Benediction

benny.jpgThey say you always remember your first. And were we talking about a kiss, I remember sitting on a recessed bench filled with orange life jackets on the second level of the Boblo Island ferry leaning towards my sixth grade “girlfriend” Monica. I remember the stench of rotting sea life from the Detroit River and the paprika scent of Better Made BBQ potato chips mingling with the floral waft of Giorgio perfume from her neck (though I suspect it was the Parfums de Coeur Designer Imposters knock-off—after all what 12-year-old can afford the real thing?) as we hesitantly merged our lips. Were we talking about sex, I remember that too, but kissing and telling is one thing, getting laid and doing so is quite another.

What I’m really talking about here is my first Eggs Benedict, the legendary English muffin raft conveying tasty castaways of salty pork and jiggly poached eggs awash in waves of silky hollandaise. And of that, I do not remember my first.

Though, I suspect it was at an all-you-can-eat buffet, one of those restaurant-larder-clearing affairs featuring an orgy of tangled snow-crab legs, a miserable checked-pant-wearing short-order cook manning a butane-fired omelet station and mountains of chartreuse-rinded unripe cantaloupe. That means my first Benedict was likely a steam-table-parched muffin topped with Canadian bacon parchment and a sulfurous over-fried egg mottled with a gloppy, broken mock-hollandaise. Thankfully I subscribe to the idea that you try everything twice, because you never know if the first example was cooked right. Over the years, the dish has become such a favorite that like the crabcakes before, and the sweetbreads and foie gras that took their place, a Benedict is a dining certainty, a breakfast must-order.

Victory has a hundred fathers, and as such, the historical origins of the Benedict are murky. Depending on what or who you believe, either somewhere in the 1860s, a New York socialite, Mrs. LeGrand Benedict, no doubt the Paris Hilton of her day, was bored and could find nothing to her liking on the menu at Delmonico’s, so she summoned the chef Charles Ranhofer, who invented the dish to keep her at bay.

Or, in 1894, Lemuel Benedict, a Wall Street banker, allegedly entered the Waldorf Hotel dining room and ordered up “some buttered toast, crisp bacon, two poached eggs and a hooker of hollandaise” to soothe his wicked hangover. Though Benedict may have been a ruthless nineteenth-century Gordon Gekko, I assume by “hooker” he meant “vessel” and he wasn’t going all Eliot Spitzer and ordering up a prostitute named Hollandaise. The Waldorf’s legendary chef, Oscar Tschirky, allegedly loved the request so much he put it on his menu, substituting Canadian bacon and a toasted English muffin in his final version.

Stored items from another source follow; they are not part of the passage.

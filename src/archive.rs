//! Archive capability: named byte streams in, named byte streams out.
//!
//! The batch pipeline only ever talks to [`EntrySource`] ("enumerate named
//! byte entries") and [`EntrySink`] ("append a named byte entry"), so the
//! container format is a deployment detail. Two sinks exist: a zip bundle
//! for multi-photo downloads and a plain directory for individual files.
//! The one source beyond loose files is a zip archive.

use std::fs::File;
use std::io::{Read, Write};
use std::path::{Path, PathBuf};
use thiserror::Error;
use zip::write::SimpleFileOptions;

#[derive(Error, Debug)]
pub enum ArchiveError {
    #[error("IO error: {0}")]
    Io(#[from] std::io::Error),
    #[error("zip error: {0}")]
    Zip(#[from] zip::result::ZipError),
}

/// A named byte stream — one photo (or one output) in transit.
#[derive(Debug, Clone, PartialEq, Eq)]
pub struct Entry {
    pub name: String,
    pub bytes: Vec<u8>,
}

/// Read side of the capability: enumerate named byte entries.
pub trait EntrySource {
    /// All file entries, in container order. Directory entries are skipped.
    fn read_entries(&mut self) -> Result<Vec<Entry>, ArchiveError>;
}

/// Write side of the capability: append named byte entries.
pub trait EntrySink {
    fn append(&mut self, name: &str, bytes: &[u8]) -> Result<(), ArchiveError>;

    /// Flush and close the container. Must be called exactly once, after the
    /// last append.
    fn finish(&mut self) -> Result<(), ArchiveError>;
}

/// Zip archive source.
pub struct ZipSource {
    archive: zip::ZipArchive<File>,
}

impl ZipSource {
    pub fn open(path: &Path) -> Result<Self, ArchiveError> {
        let file = File::open(path)?;
        Ok(Self {
            archive: zip::ZipArchive::new(file)?,
        })
    }
}

impl EntrySource for ZipSource {
    fn read_entries(&mut self) -> Result<Vec<Entry>, ArchiveError> {
        let mut entries = Vec::with_capacity(self.archive.len());
        for index in 0..self.archive.len() {
            let mut file = self.archive.by_index(index)?;
            if !file.is_file() {
                continue;
            }
            let name = file.name().to_string();
            let mut bytes = Vec::with_capacity(file.size() as usize);
            file.read_to_end(&mut bytes)?;
            entries.push(Entry { name, bytes });
        }
        Ok(entries)
    }
}

/// Zip archive sink.
pub struct ZipSink {
    // Taken on finish; ZipWriter::finish consumes the writer.
    writer: Option<zip::ZipWriter<File>>,
}

impl ZipSink {
    pub fn create(path: &Path) -> Result<Self, ArchiveError> {
        if let Some(parent) = path.parent() {
            if !parent.as_os_str().is_empty() {
                std::fs::create_dir_all(parent)?;
            }
        }
        let file = File::create(path)?;
        Ok(Self {
            writer: Some(zip::ZipWriter::new(file)),
        })
    }
}

impl EntrySink for ZipSink {
    fn append(&mut self, name: &str, bytes: &[u8]) -> Result<(), ArchiveError> {
        let writer = self
            .writer
            .as_mut()
            .expect("append called after finish");
        writer.start_file(name, SimpleFileOptions::default())?;
        writer.write_all(bytes)?;
        Ok(())
    }

    fn finish(&mut self) -> Result<(), ArchiveError> {
        if let Some(writer) = self.writer.take() {
            writer.finish()?;
        }
        Ok(())
    }
}

/// Directory sink — each entry becomes a file under the root.
pub struct DirSink {
    root: PathBuf,
}

impl DirSink {
    pub fn create(root: &Path) -> Result<Self, ArchiveError> {
        std::fs::create_dir_all(root)?;
        Ok(Self {
            root: root.to_path_buf(),
        })
    }
}

impl EntrySink for DirSink {
    fn append(&mut self, name: &str, bytes: &[u8]) -> Result<(), ArchiveError> {
        std::fs::write(self.root.join(name), bytes)?;
        Ok(())
    }

    fn finish(&mut self) -> Result<(), ArchiveError> {
        Ok(())
    }
}
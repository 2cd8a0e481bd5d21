//! EXIF orientation correction.
//!
//! Cameras store sensor-rotated pixels and record the intended display
//! rotation in the EXIF orientation tag. [`correct_orientation`] applies that
//! rotation so every photo enters the compositor right-side-up.
//!
//! The tag lookup is modeled as an optional value, not an error path: a
//! missing tag, absent EXIF block, or unparseable metadata all mean "no
//! rotation needed" and return the photo unchanged. Only tag values 3, 6 and
//! 8 are recognized; the mirrored variants (2, 4, 5, 7) pass through
//! untouched.

use exif::{In, Tag};
use image::RgbImage;
use image::imageops;
use std::io::Cursor;

/// Read the EXIF orientation tag value from an encoded image's bytes.
///
/// `None` covers every way the lookup can come up empty — no EXIF segment,
/// no orientation field, or a malformed container.
pub fn read_orientation(raw: &[u8]) -> Option<u32> {
    let exif = exif::Reader::new()
        .read_from_container(&mut Cursor::new(raw))
        .ok()?;
    exif.get_field(Tag::Orientation, In::PRIMARY)?
        .value
        .get_uint(0)
}

/// Rotate a decoded photo right-side-up per its EXIF orientation tag.
///
/// `raw` is the encoded byte stream the photo was decoded from; the decoded
/// pixels never carry the tag. Rotations are clockwise: tag 3 → 180°,
/// tag 6 → 90°, tag 8 → 270°. Any other tag value, or no tag at all, returns
/// the photo as-is.
pub fn correct_orientation(img: RgbImage, raw: &[u8]) -> RgbImage {
    match read_orientation(raw) {
        Some(3) => imageops::rotate180(&img),
        Some(6) => imageops::rotate90(&img),
        Some(8) => imageops::rotate270(&img),
        _ => img,
    }
}
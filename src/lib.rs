//! # Banner Stitch
//!
//! Stitches a logo/template banner beneath photos, sized to each photo's
//! aspect ratio. Point it at photos, directories, or a zip archive; every
//! photo comes back as a JPEG with the banner fitted underneath, either as
//! loose files or bundled in a zip.
//!
//! # Pipeline
//!
//! Each photo runs through the same four steps, independently of its
//! siblings:
//!
//! ```text
//! raw bytes → decode → orient (EXIF) → stitch (banner build + stack) → JPEG
//! ```
//!
//! The interesting part is the banner fit. The template is scaled to the
//! computed banner height and sliced into three vertical bands; the center
//! band stretches to absorb whatever width the photo demands, so the marks
//! at the edges keep their proportions:
//!
//! ```text
//! template  | left | center | right |
//! banner    | left |  c e n t e r  | right |     (center stretched)
//! ```
//!
//! When a photo is so narrow that the outer bands alone overflow it, the
//! center is dropped and the outer bands shrink uniformly instead — a
//! shorter banner rather than cropped marks.
//!
//! # Module Map
//!
//! | Module | Role |
//! |--------|------|
//! | [`imaging`] | The core: orientation correction, band math, banner build, composition |
//! | [`batch`] | Per-photo pipeline with rayon fan-out and per-item error isolation |
//! | [`archive`] | Named-byte-entry capability: zip and directory sources/sinks |
//! | [`config`] | `config.toml` loading, validation, stock config generation |
//! | [`output`] | CLI report formatting |
//!
//! # Design Decisions
//!
//! ## Per-Item Failure Isolation
//!
//! A batch is only as useful as the photos that survive it. A photo that
//! fails to decode is reported and skipped; it never takes its siblings
//! down. Only three things abort a run, all before any pixel work: an
//! unusable template, an empty input set, and an input payload over the
//! size cap.
//!
//! ## Pure-Rust Imaging
//!
//! Decoding, resampling (Lanczos3), and encoding all come from the `image`
//! crate; EXIF parsing from `kamadak-exif`. No system dependencies, one
//! self-contained binary.
//!
//! ## Container-Agnostic Batch Core
//!
//! The pipeline consumes and produces named byte entries. Zip archives and
//! plain directories are interchangeable behind the [`archive`] traits, and
//! the core never sees which one is in play.

pub mod archive;
pub mod batch;
pub mod config;
pub mod imaging;
pub mod output;

#[cfg(test)]
pub(crate) mod test_helpers;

There are other stories of the origin, though none quite as colorful, and as origins go, spectacular mythology usually triumphs over the dry truth anyway. One thing that is true is that it says a lot about humanity that so many would battle for immortality in a breakfast dish.

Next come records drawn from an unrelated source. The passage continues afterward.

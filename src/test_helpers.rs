//! Shared test utilities for the banner-stitch test suite.
//!
//! Synthetic photos and templates built with `RgbImage::from_fn`, byte-level
//! encoders for feeding the batch pipeline, and a hand-rolled EXIF APP1
//! segment for orientation tests (no encoder in the stack writes EXIF).

use image::codecs::jpeg::JpegEncoder;
use image::codecs::png::PngEncoder;
use image::{ExtendedColorType, ImageEncoder, Rgb, RgbImage};

/// A small gradient photo; every pixel is distinct enough to catch
/// misplaced pastes and rotations.
pub fn test_photo(width: u32, height: u32) -> RgbImage {
    RgbImage::from_fn(width, height, |x, y| {
        Rgb([(x % 256) as u8, (y % 256) as u8, 128])
    })
}

/// A template with solid red/green/blue thirds, so band placement is
/// visible in the output: left band red, center green, right blue.
pub fn banded_template(width: u32, height: u32) -> RgbImage {
    RgbImage::from_fn(width, height, |x, _| {
        if x < width / 3 {
            Rgb([255, 0, 0])
        } else if x < 2 * width / 3 {
            Rgb([0, 255, 0])
        } else {
            Rgb([0, 0, 255])
        }
    })
}

pub fn encode_jpeg_bytes(img: &RgbImage) -> Vec<u8> {
    let mut buf = Vec::new();
    JpegEncoder::new_with_quality(&mut buf, 90)
        .write_image(img.as_raw(), img.width(), img.height(), ExtendedColorType::Rgb8)
        .unwrap();
    buf
}

pub fn encode_png_bytes(img: &RgbImage) -> Vec<u8> {
    let mut buf = Vec::new();
    PngEncoder::new(&mut buf)
        .write_image(img.as_raw(), img.width(), img.height(), ExtendedColorType::Rgb8)
        .unwrap();
    buf
}

/// Encode a JPEG and splice in an APP1 EXIF segment holding one orientation
/// tag. Layout: APP1 marker (2) + length (2) + "Exif\0\0" (6) + TIFF header
/// (8) + IFD0 with a single SHORT entry (18).
pub fn jpeg_with_orientation(width: u32, height: u32, orientation: u16) -> Vec<u8> {
    let jpeg = encode_jpeg_bytes(&test_photo(width, height));

    let tiff_len: u16 = 8 + 2 + 12 + 4; // header + entry count + 1 entry + next IFD
    let app1_len: u16 = 2 + 6 + tiff_len; // length field + exif header + tiff

    let mut app1 = Vec::with_capacity(2 + app1_len as usize);
    app1.extend_from_slice(&[0xFF, 0xE1]);
    app1.extend_from_slice(&app1_len.to_be_bytes());
    app1.extend_from_slice(b"Exif\0\0");

    // TIFF header, little-endian
    app1.extend_from_slice(&[0x49, 0x49]);
    app1.extend_from_slice(&42u16.to_le_bytes());
    app1.extend_from_slice(&8u32.to_le_bytes()); // offset to IFD0

    // IFD0: one entry — orientation tag (0x0112), type SHORT (3), count 1
    app1.extend_from_slice(&1u16.to_le_bytes());
    app1.extend_from_slice(&0x0112u16.to_le_bytes());
    app1.extend_from_slice(&3u16.to_le_bytes());
    app1.extend_from_slice(&1u32.to_le_bytes());
    app1.extend_from_slice(&orientation.to_le_bytes());
    app1.extend_from_slice(&[0, 0]); // pad value to 4 bytes
    app1.extend_from_slice(&0u32.to_le_bytes()); // next IFD offset

    // Splice right after the SOI marker
    let mut out = Vec::with_capacity(jpeg.len() + app1.len());
    out.extend_from_slice(&jpeg[..2]);
    out.extend_from_slice(&app1);
    out.extend_from_slice(&jpeg[2..]);
    out
}
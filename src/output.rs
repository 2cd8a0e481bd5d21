//! CLI output formatting.
//!
//! Each report has a `format_*` function (returns `Vec<String>`) for
//! testability and a `print_*` wrapper that writes to stdout. Format
//! functions are pure — no I/O, no side effects.
//!
//! ```text
//! 001 stitched_dawn.jpg (800x663)
//! 002 notes.bin
//!     Skipped: not a valid image: unsupported format
//! Stitched 1 photo, skipped 1
//! ```

use crate::archive::Entry;
use crate::batch::StitchOutcome;

/// Per-item lines plus a one-line summary for a finished batch.
pub fn format_stitch_report(outcomes: &[StitchOutcome]) -> Vec<String> {
    let mut lines = Vec::new();
    let mut stitched = 0usize;
    let mut skipped = 0usize;

    for (index, outcome) in outcomes.iter().enumerate() {
        match outcome {
            StitchOutcome::Done(photo) => {
                stitched += 1;
                lines.push(format!(
                    "{:03} {} ({}x{})",
                    index + 1,
                    photo.name,
                    photo.width,
                    photo.height
                ));
            }
            StitchOutcome::Skipped { name, reason } => {
                skipped += 1;
                lines.push(format!("{:03} {}", index + 1, name));
                lines.push(format!("    Skipped: {reason}"));
            }
        }
    }

    lines.push(format!(
        "Stitched {} {}, skipped {}",
        stitched,
        plural(stitched, "photo", "photos"),
        skipped
    ));
    lines
}

pub fn print_stitch_report(outcomes: &[StitchOutcome]) {
    for line in format_stitch_report(outcomes) {
        println!("{line}");
    }
}

/// What a `check` run found: the template and every photo that would be
/// processed.
pub fn format_check_output(template_dims: (u32, u32), entries: &[Entry]) -> Vec<String> {
    let mut lines = vec![format!(
        "Template: {}x{}",
        template_dims.0, template_dims.1
    )];
    for (index, entry) in entries.iter().enumerate() {
        lines.push(format!(
            "{:03} {} ({} bytes)",
            index + 1,
            entry.name,
            entry.bytes.len()
        ));
    }
    lines.push(format!(
        "{} {} ready to stitch",
        entries.len(),
        plural(entries.len(), "photo", "photos")
    ));
    lines
}

pub fn print_check_output(template_dims: (u32, u32), entries: &[Entry]) {
    for line in format_check_output(template_dims, entries) {
        println!("{line}");
    }
}

fn plural<'a>(count: usize, singular: &'a str, plural: &'a str) -> &'a str {
    if count == 1 { singular } else { plural }
}
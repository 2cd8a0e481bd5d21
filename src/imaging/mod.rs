//! Image composition core — pure Rust, no external tools.
//!
//! | Operation | Crate / function |
//! |---|---|
//! | **Orientation** | kamadak-exif tag read + `imageops::rotate*` |
//! | **Banner bands** | `imageops::crop_imm` + Lanczos3 `imageops::resize` |
//! | **Composition** | `RgbImage::from_pixel` + `imageops::replace` |
//!
//! The module is split into:
//! - **Calculations**: pure functions for dimension math (unit testable)
//! - **Params**: data structures describing a stitch run
//! - **Orientation**: EXIF-driven rotation correction
//! - **Banner**: the three-band adaptive template builder
//! - **Compositor**: photo-over-banner stacking

pub mod banner;
mod calculations;
pub mod compositor;
pub mod orientation;
mod params;

pub use banner::build_adaptive_banner;
pub use calculations::{calculate_banner_height, scaled_template_width};
pub use compositor::stitch;
pub use orientation::correct_orientation;
pub use params::{Quality, SliceRatios, StitchParams};
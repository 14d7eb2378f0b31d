//! Message service: orchestrates the message and user repositories.
//!
//! Operations here take no actor and perform no policy checks; the facade in
//! [`crate::api`] runs the policy functions first and only then calls in.

use std::collections::HashMap;

use chrono::Utc;
use storage::{MessageRepository, UserRepository};
use tracing::info;

use crate::error::{CourierError, Result};
use crate::types::{Message, MessageDetail, Profile, ReadReceipt, ReceivedMessage, SentMessage};

/// Message operations over injected repositories.
#[derive(Clone)]
pub struct MessageService {
    messages: MessageRepository,
    users: UserRepository,
}

impl MessageService {
    pub fn new(messages: MessageRepository, users: UserRepository) -> Self {
        Self { messages, users }
    }

    async fn profile_of(&self, username: &str) -> Result<Profile> {
        self.users
            .get_user_by_username(username)
            .await?
            .map(Profile::from)
            .ok_or_else(|| CourierError::NotFound(format!("user {}", username)))
    }

    /// Message with both correspondent profiles; NotFound if no such id.
    pub async fn get_message(&self, id: i64) -> Result<MessageDetail> {
        let record = self
            .messages
            .get_message_by_id(id)
            .await?
            .ok_or_else(|| CourierError::NotFound(format!("message {}", id)))?;

        let from_user = self.profile_of(&record.from_username).await?;
        let to_user = self.profile_of(&record.to_username).await?;

        Ok(MessageDetail {
            id: record.id,
            body: record.body,
            sent_at: record.sent_at,
            read_at: record.read_at,
            from_user,
            to_user,
        })
    }

    /// Stores a new message with the next id, sent_at = now, read_at unset.
    ///
    /// A recipient that does not resolve to an existing user is rejected by
    /// the storage layer (foreign key) and surfaces as
    /// [`CourierError::InvalidReference`]; there is no pre-validation read.
    pub async fn create_message(
        &self,
        from_username: &str,
        to_username: &str,
        body: &str,
    ) -> Result<Message> {
        let record = self
            .messages
            .create(from_username, to_username, body, Utc::now())
            .await?;

        info!(id = record.id, from_username, to_username, "Created message");
        Ok(Message::from(record))
    }

    /// Sets read_at once and returns the receipt. Marking an already-read
    /// message is a no-op that returns the original timestamp; NotFound if
    /// no such id.
    pub async fn mark_read(&self, id: i64) -> Result<ReadReceipt> {
        let record = self
            .messages
            .mark_read(id, Utc::now())
            .await?
            .ok_or_else(|| CourierError::NotFound(format!("message {}", id)))?;

        let read_at = record.read_at.ok_or_else(|| {
            CourierError::Database(format!("message {} unread after mark_read", id))
        })?;

        Ok(ReadReceipt {
            id: record.id,
            read_at,
        })
    }

    /// All messages addressed to the user, sender profile attached, most
    /// recent first.
    pub async fn list_to(&self, username: &str) -> Result<Vec<ReceivedMessage>> {
        let records = self.messages.get_messages_to(username).await?;

        let mut profiles: HashMap<String, Profile> = HashMap::new();
        let mut result = Vec::with_capacity(records.len());
        for record in records {
            let from_user = match profiles.get(&record.from_username) {
                Some(profile) => profile.clone(),
                None => {
                    let profile = self.profile_of(&record.from_username).await?;
                    profiles.insert(record.from_username.clone(), profile.clone());
                    profile
                }
            };
            result.push(ReceivedMessage {
                id: record.id,
                body: record.body,
                sent_at: record.sent_at,
                read_at: record.read_at,
                from_user,
            });
        }

        Ok(result)
    }

    /// All messages sent by the user, recipient profile attached, most
    /// recent first.
    pub async fn list_from(&self, username: &str) -> Result<Vec<SentMessage>> {
        let records = self.messages.get_messages_from(username).await?;

        let mut profiles: HashMap<String, Profile> = HashMap::new();
        let mut result = Vec::with_capacity(records.len());
        for record in records {
            let to_user = match profiles.get(&record.to_username) {
                Some(profile) => profile.clone(),
                None => {
                    let profile = self.profile_of(&record.to_username).await?;
                    profiles.insert(record.to_username.clone(), profile.clone());
                    profile
                }
            };
            result.push(SentMessage {
                id: record.id,
                body: record.body,
                sent_at: record.sent_at,
                read_at: record.read_at,
                to_user,
            });
        }

        Ok(result)
    }
}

front_door.jpgThough, there are some Chicago chefs who probably deserve immortality, forty virgins or whatever their idea of heaven is for their ways with the Benedict. Frank Georgacopoulos of Meli Café (301 South Halsted) is one of those chefs. He and his cooks re-make their Hollandaise multiple times throughout the morning to ensure freshness. Likewise, the staff and owners blind-tasted and put multiple egg brands through their paces before settling on Eggland’s Best Organic eggs for their version. Meli offers eight different benedicts, which are all good, but the classic is my favorite.

Featuring two English muffins topped with roasted filet, crispy leeks and porcini hollandaise, the Bongo Room’s (1152 South Wabash) beef tenderloin Benedict is probably the only time I’ve ever indulged in that 1950s diner ideal of steak and eggs. Though as tasty as this version is, I imagine Jack Kerouac would have kicked me upside the head for chowing on such precious gourmet breakfast fare.

My favorite Benedict though is the slightly twisted “Eggs Flo” from Flo (1434 West Chicago). This plate of French-toast-like brioche with thick, grilled smoked-turkey steak drizzled with leafy ribbons of fresh spinach, topped with two poached eggs, lemony hollandaise sauce and asiago cheese makes me wish I were a morning-radio personality just so I’d be guaranteed to be out of bed in time to snag a plate more regularly.

Just as some deserve paradise, there are some who belong with the heretics in the flaming tombs of the sixth circle of Dante’s conception of hell for their transgressions against the doctrine of great Eggs Benedict. One Sunday morning at West Loop’s Wishbone (1001 West Washington), probably in an assembly-line-like effort to sate the slavering masses oozing out the door and onto Morgan Street, I was presented with a wet dog Benedict. The hollandaise was diluted and the muffins soggy with murky poaching water. On second thought, these cooks might only belong in the more forgiving third circle of hell with the gluttonous. For, as in mediocre pizza, bad sex or a sloppy first kiss, in even the worst Eggs Benedict I can always find some beauty.